PROVIDED DATA START

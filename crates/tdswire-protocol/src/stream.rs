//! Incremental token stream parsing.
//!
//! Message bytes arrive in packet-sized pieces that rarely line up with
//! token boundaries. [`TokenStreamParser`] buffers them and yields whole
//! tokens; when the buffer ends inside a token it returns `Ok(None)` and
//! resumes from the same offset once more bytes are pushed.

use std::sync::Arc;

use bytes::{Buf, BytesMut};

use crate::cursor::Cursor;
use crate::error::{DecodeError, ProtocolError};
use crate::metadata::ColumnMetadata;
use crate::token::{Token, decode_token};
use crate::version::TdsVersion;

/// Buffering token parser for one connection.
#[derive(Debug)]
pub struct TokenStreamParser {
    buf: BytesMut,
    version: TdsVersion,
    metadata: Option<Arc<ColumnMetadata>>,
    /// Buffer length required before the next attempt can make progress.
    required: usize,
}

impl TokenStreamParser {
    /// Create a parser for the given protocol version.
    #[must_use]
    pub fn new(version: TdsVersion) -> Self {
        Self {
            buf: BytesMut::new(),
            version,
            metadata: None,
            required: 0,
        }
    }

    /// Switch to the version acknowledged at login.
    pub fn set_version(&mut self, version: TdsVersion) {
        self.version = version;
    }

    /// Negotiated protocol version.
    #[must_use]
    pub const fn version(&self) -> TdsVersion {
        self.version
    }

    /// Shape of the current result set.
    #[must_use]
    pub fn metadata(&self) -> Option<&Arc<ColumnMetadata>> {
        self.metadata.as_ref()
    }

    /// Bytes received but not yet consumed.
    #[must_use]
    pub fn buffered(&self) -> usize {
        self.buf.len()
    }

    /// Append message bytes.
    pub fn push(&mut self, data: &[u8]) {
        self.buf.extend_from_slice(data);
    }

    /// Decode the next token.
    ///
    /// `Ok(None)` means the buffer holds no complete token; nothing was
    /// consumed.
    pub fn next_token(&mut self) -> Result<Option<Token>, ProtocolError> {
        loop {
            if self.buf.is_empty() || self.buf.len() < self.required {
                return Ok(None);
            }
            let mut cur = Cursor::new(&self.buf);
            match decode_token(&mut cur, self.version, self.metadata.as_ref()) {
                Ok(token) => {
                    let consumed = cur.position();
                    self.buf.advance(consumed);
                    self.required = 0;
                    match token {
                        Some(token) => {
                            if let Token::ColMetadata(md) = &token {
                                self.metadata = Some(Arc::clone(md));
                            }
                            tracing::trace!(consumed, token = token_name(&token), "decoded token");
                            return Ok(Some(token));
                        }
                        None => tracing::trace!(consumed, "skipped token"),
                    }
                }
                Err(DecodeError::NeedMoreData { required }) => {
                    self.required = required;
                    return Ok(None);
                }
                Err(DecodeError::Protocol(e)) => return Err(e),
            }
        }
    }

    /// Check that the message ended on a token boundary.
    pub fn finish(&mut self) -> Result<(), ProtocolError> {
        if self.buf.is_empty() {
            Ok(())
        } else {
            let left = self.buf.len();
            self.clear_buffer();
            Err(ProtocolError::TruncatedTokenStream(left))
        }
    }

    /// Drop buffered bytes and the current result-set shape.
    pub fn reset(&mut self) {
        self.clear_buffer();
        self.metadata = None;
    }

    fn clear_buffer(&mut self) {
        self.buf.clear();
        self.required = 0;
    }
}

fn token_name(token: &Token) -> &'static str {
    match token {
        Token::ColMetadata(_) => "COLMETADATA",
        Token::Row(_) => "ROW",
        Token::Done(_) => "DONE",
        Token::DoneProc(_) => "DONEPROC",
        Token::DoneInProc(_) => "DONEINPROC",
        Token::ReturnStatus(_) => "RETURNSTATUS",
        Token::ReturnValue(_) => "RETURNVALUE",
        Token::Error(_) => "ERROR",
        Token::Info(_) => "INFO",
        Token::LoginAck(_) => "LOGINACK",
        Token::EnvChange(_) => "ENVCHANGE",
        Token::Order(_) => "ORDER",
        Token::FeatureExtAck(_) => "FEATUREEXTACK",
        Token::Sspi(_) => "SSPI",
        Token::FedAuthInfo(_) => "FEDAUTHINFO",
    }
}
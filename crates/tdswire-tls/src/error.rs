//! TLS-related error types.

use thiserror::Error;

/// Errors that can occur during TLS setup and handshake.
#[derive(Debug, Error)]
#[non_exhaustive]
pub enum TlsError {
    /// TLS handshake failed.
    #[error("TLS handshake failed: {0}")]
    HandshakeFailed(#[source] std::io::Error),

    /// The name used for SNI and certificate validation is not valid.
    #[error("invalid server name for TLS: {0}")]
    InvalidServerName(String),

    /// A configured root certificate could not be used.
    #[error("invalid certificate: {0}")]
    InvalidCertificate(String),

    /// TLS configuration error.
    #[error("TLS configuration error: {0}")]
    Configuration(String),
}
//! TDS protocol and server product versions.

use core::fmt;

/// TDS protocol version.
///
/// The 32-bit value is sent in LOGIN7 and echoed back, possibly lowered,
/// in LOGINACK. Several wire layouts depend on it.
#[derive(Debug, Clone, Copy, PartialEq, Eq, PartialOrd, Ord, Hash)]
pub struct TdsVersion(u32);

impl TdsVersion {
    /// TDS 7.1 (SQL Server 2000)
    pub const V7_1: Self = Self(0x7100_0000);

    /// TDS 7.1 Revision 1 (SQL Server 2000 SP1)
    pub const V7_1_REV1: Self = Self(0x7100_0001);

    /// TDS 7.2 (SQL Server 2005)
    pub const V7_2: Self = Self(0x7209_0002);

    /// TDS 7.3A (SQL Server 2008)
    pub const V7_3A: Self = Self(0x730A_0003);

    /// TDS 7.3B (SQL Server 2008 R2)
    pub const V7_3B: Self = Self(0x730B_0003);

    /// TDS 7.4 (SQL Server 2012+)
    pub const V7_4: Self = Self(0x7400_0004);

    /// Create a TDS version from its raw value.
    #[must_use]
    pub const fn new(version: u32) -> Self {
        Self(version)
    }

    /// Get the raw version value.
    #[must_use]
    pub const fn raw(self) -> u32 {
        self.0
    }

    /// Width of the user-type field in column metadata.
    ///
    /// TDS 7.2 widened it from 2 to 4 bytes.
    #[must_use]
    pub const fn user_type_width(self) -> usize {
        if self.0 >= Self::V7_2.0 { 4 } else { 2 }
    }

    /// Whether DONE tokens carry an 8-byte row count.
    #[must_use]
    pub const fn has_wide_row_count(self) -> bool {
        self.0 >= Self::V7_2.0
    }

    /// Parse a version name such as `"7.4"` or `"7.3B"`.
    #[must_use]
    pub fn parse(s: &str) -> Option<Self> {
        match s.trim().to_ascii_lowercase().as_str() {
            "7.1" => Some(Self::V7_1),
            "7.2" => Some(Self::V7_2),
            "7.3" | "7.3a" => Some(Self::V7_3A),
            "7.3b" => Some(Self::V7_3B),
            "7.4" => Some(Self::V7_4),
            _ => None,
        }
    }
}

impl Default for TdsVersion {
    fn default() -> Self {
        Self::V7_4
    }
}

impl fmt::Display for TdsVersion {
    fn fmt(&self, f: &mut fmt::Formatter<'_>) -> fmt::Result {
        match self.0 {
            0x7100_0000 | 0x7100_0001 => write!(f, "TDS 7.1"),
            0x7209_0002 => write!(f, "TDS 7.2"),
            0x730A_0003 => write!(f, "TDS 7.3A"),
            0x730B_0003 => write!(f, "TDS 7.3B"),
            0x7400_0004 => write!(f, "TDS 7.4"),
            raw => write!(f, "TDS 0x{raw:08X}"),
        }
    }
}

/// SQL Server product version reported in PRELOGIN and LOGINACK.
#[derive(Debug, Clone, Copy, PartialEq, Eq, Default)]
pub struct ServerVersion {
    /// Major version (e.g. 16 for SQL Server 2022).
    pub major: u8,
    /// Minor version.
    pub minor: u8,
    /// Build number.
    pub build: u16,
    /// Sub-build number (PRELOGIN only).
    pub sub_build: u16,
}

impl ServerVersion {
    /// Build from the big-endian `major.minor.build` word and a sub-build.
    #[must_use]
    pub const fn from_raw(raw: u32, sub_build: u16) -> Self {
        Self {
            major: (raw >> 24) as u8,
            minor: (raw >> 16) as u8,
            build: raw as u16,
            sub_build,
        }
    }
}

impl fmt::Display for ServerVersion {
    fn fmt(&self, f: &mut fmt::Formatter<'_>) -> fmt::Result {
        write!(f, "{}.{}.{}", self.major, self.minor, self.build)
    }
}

PROVIDED DATA END

> ASSIGNMENT:
Return a copy of each line in the records above that has "Create" in it.

> RESPONSE AREA:
    /// Create a parser for the given protocol version.
    /// Create a TDS version from its raw value.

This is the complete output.